Weten de Democraten nog wat het enige, echt belangrijke doel is van al die voorverkiezingen? Trump verslaan. Het vooruitzicht dat het belangrijkste land ter wereld nog eens vier jaar lang het boegbeeld is van leugen en bedrog, van bombastische zelfverheerlijking, raciale insinuaties en slimme, half legale foefjes: onverteerbaar.

Houden de Democraten dat goed in de gaten? De volkomen mislukking van de Iowa Causus, waar we communistisch lang op een uitslag moesten wachten; de altijd zo strategisch opererende en beheerste Nancy Pelosi, de Democratische voorzitter van het Huis, die in een vlaag van woede, verstandsverbijstering en waarschijnlijk allebei de speech van Trump verscheurde? Hoe leugenachtig die speech ook was − je gaat geen geschriften vernietigen. Hillary Clinton werd het woord ‘deplorable’ (betreurenswaardige) nagedragen, en Pelosi heeft daar nu piekfijn een puntje aan gezogen.

Of die Trump wordt weggestemd door links van het midden, midden van het midden of rechts van het midden: het resultaat telt. Trumps stelselmatige demoralisering van de wereld lijkt me een nog acuter probleem dan de opwarming van de aarde. En het presidentiële probleem is oplosbaar.

Bijna vier jaar lang wordt nu verbeten het script nagespeeld van een boek van Philip Roth: Het complot tegen Amerika. De vlieger Charles Lindbergh (1902-1974) met zijn America First-beweging en zijn nazi-sympathieën heeft het gewonnen van de Democraat F.D. Roosevelt. Roth stierf in 2018, maar hoe lang blijft zijn schrikbeeld nog aan de macht?

Meteen het besef: wat kan een mens zich verschrikkelijk opwinden over een ander land, ver over zee, waar ik geen stemrecht heb. Amerika, luister je? Het woord ‘luister’ begrijpen ze in Amerika al niet.

En omdat niet alles in het leven politiek is en het dat ook niet moet worden, bleef ik gewoon in eigen land en bezocht het Amsterdamse Bimhuis, waar het Holland Festival een persconferentie gaf over de voorstellingen die in de maand juni te zien zijn. Ik kwam daar geharnast aan, politieke opwinding doet dat met je, en het duurde even voordat ik me ontvankelijk had gemaakt en niet alles bij voorbaat wilde afweren.
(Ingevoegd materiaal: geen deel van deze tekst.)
//! # Error Types
//!
//! Storage errors and the ledger-level error callers see.
//!
//! ## Error Flow
//! ```text
//! ┌─────────────────────────────────────────────────────────────────────────┐
//! │                    Error Propagation                                    │
//! │                                                                         │
//! │  SQLite Error (sqlx::Error)         CoreError (ledger-core)             │
//! │       │                                   │                             │
//! │       ▼                                   │                             │
//! │  DbError ← Adds context and               │                             │
//! │       │    categorization                 │                             │
//! │       └──────────────┬────────────────────┘                             │
//! │                      ▼                                                  │
//! │  LedgerError ← NotFound / BadRequest / Validation / Conflict           │
//! │       │                                                                 │
//! │       ▼                                                                 │
//! │  ApiError (ledger-api) ← Serialized with an HTTP status                │
//! │                                                                         │
//! └─────────────────────────────────────────────────────────────────────────┘
//! ```

use ledger_core::{CoreError, ValidationError};
use thiserror::Error;

// =============================================================================
// Database Errors
// =============================================================================

/// Database operation errors.
///
/// These errors wrap sqlx errors and provide additional context
/// for debugging and user feedback.
#[derive(Debug, Error)]
pub enum DbError {
    /// Entity not found in database.
    ///
    /// ## When This Occurs
    /// - `fetch_one` returns no rows
    /// - ID doesn't exist, or belongs to a store outside the caller's scope
    #[error("{entity} not found: {id}")]
    NotFound { entity: String, id: String },

    /// Unique constraint violation.
    ///
    /// ## When This Occurs
    /// - A second discount with the same code in one store
    #[error("Duplicate {field}: '{value}' already exists")]
    UniqueViolation { field: String, value: String },

    /// CHECK constraint violation.
    ///
    /// ## When This Occurs
    /// - A write that would push `usage_count` past `usage_limit`
    /// - Negative money or an inverted validity window reaching SQL
    #[error("Check constraint failed: {message}")]
    CheckViolation { message: String },

    /// Database connection failed.
    ///
    /// ## When This Occurs
    /// - Database file doesn't exist and can't be created
    /// - File permissions issue
    /// - Disk full
    #[error("Connection failed: {0}")]
    ConnectionFailed(String),

    /// Migration failed.
    #[error("Migration failed: {0}")]
    MigrationFailed(String),

    /// Query execution failed.
    #[error("Query failed: {0}")]
    QueryFailed(String),

    /// A stored row could not be turned back into a domain value.
    ///
    /// ## When This Occurs
    /// - `products` / `categories` column holds invalid JSON
    #[error("Failed to decode row {id}: {reason}")]
    Decode { id: String, reason: String },

    /// Pool exhausted (all connections in use).
    #[error("Connection pool exhausted")]
    PoolExhausted,

    /// Internal database error.
    #[error("Internal database error: {0}")]
    Internal(String),
}

impl DbError {
    /// Creates a NotFound error for a given entity type and ID.
    pub fn not_found(entity: impl Into<String>, id: impl Into<String>) -> Self {
        DbError::NotFound {
            entity: entity.into(),
            id: id.into(),
        }
    }

    /// Creates a UniqueViolation error.
    pub fn duplicate(field: impl Into<String>, value: impl Into<String>) -> Self {
        DbError::UniqueViolation {
            field: field.into(),
            value: value.into(),
        }
    }
}

/// Convert sqlx errors to DbError.
///
/// ## Error Mapping
/// ```text
/// sqlx::Error::RowNotFound    → DbError::NotFound
/// sqlx::Error::Database       → Analyze for constraint type
/// sqlx::Error::PoolTimedOut   → DbError::PoolExhausted
/// Other                       → DbError::Internal
/// ```
impl From<sqlx::Error> for DbError {
    fn from(err: sqlx::Error) -> Self {
        match err {
            sqlx::Error::RowNotFound => DbError::NotFound {
                entity: "Record".to_string(),
                id: "unknown".to_string(),
            },

            sqlx::Error::Database(db_err) => {
                let msg = db_err.message();

                // SQLite reports "UNIQUE constraint failed: <table>.<col>, ..."
                if db_err.is_unique_violation() {
                    let field = msg
                        .split("UNIQUE constraint failed: ")
                        .nth(1)
                        .unwrap_or("unknown")
                        .to_string();
                    DbError::UniqueViolation {
                        field,
                        value: "unknown".to_string(),
                    }
                } else if db_err.is_check_violation() {
                    DbError::CheckViolation {
                        message: msg.to_string(),
                    }
                } else {
                    DbError::QueryFailed(msg.to_string())
                }
            }

            sqlx::Error::PoolTimedOut => DbError::PoolExhausted,

            sqlx::Error::PoolClosed => DbError::ConnectionFailed("Pool is closed".to_string()),

            _ => DbError::Internal(err.to_string()),
        }
    }
}

impl From<sqlx::migrate::MigrateError> for DbError {
    fn from(err: sqlx::migrate::MigrateError) -> Self {
        DbError::MigrationFailed(err.to_string())
    }
}

/// Result type for database operations.
pub type DbResult<T> = Result<T, DbError>;

// =============================================================================
// Ledger Errors
// =============================================================================

/// Errors returned by [`crate::DiscountLedger`] operations.
///
/// ## Categories
/// ```text
/// NotFound      → id/code absent, or owned by a store outside the scope
/// BadRequest    → request can't be served (no store, usage exhausted)
/// Validation    → one or more field rules failed
/// Conflict      → duplicate code within a store
/// Persistence   → storage failure; the operation had no effect
/// ```
#[derive(Debug, Error)]
pub enum LedgerError {
    #[error("Discount not found: {0}")]
    NotFound(String),

    #[error("{0}")]
    BadRequest(String),

    #[error("Validation failed: {}", join_fields(.0))]
    Validation(Vec<ValidationError>),

    #[error("{0}")]
    Conflict(String),

    #[error(transparent)]
    Persistence(DbError),
}

fn join_fields(errors: &[ValidationError]) -> String {
    errors
        .iter()
        .map(|e| e.to_string())
        .collect::<Vec<_>>()
        .join("; ")
}

impl From<CoreError> for LedgerError {
    fn from(err: CoreError) -> Self {
        match err {
            CoreError::DiscountNotFound(id) => LedgerError::NotFound(id),
            CoreError::StoreRequired => LedgerError::BadRequest(err.to_string()),
            CoreError::UsageLimitReached { .. } => LedgerError::BadRequest(err.to_string()),
            CoreError::InvalidFields(errors) => LedgerError::Validation(errors),
            CoreError::Validation(e) => LedgerError::Validation(vec![e]),
        }
    }
}

impl From<DbError> for LedgerError {
    fn from(err: DbError) -> Self {
        match err {
            DbError::NotFound { id, .. } => LedgerError::NotFound(id),
            DbError::UniqueViolation { .. } => {
                LedgerError::Conflict("A discount with this code already exists".to_string())
            }
            other => LedgerError::Persistence(other),
        }
    }
}

/// Result type for ledger operations.
pub type LedgerResult<T> = Result<T, LedgerError>;

// =============================================================================
// Unit Tests
// =============================================================================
Vraag tussendoor: hoe doen politici dat, die zich elke dag moeten wapenen, maar ’s avonds ook wel eens naar een theater of concert gaan? Werkt die aan- en uitknop altijd?

Ik zat, ik zuchtte, ik ontdooide en zag trailers van dans- muziek- en theatervoorstellingen. Net zoals vorig jaar is het Holland Festival erin geslaagd een internationale associate artist te vinden, die meedenkt en meeprogrammeert. Voor 2020 is dat Bill T. Jones, de beroemde choreograaf, regisseur, danser en schrijver, die samen met zijn compagnon Arnie Zane voor een revolutie zorgde in de danswereld − al was het maar omdat alle menselijke kleuren en maten in hun werken een plek krijgen.

Zijn festivalmotto: the pursuit of the we, het streven naar een gezamenlijk wij.

Ook Jones hield nog een praatje. Staccato, beetje afgemeten, ‘jullie wilden toch iets van me horen?’, al klaar. Maar je zag het gebeuren: dat vond die rasperformer toch onbevredigend.

Hij zag een publiek, en hij moest iets doen. Iets laten zien, of minstens toch aan de orde stellen. Jones keek tegen de spotlights de zaal in, en zag het zittende journaille. Hij waarschuwde: ‘Ik ga jullie nu raciaal bekijken’ en voor de vuist weg telde hij zo twee zwarte mensen. Sorry, drie.

‘Holland is a very white country?’ vroeg hij retorisch.

Natuurlijk telde ik niet mee, want ik ben te licht voor die op zwart- wit ingestelde Amerikaanse ogen, en ook een vrouw met een Indonesische afkomst werd gevoeglijk overgeslagen. We waren ineens een wit publiek, waarvoor Bill T. Jones zijn kunstje moest leveren.

Hij sprak ook over de white avantgarde in de kunsten, waar hij zijn werkende leven lang mee te maken had, en ik begreep zijn ongemak.

Bijna elke Afro-Amerikaan die tegenover een witte meerderheid komt te staan, krijgt het gevoel dat hij een list moet uithalen, uit lijfsbehoud bijna.

En Jones weet indruk te maken. Maar ondertussen droeg hij de zaal z’n ‘witheid’ na. Wat kan een mens ter verdediging aanvoeren als hij blond is, bruin, maar lichtbruin, of hartstikke roze? Excuses voor mijn bestaan? Ik ben betreurenswaardig, ‘deplorable’? Eerst Trump verslaan. Dan verder met haarkloven.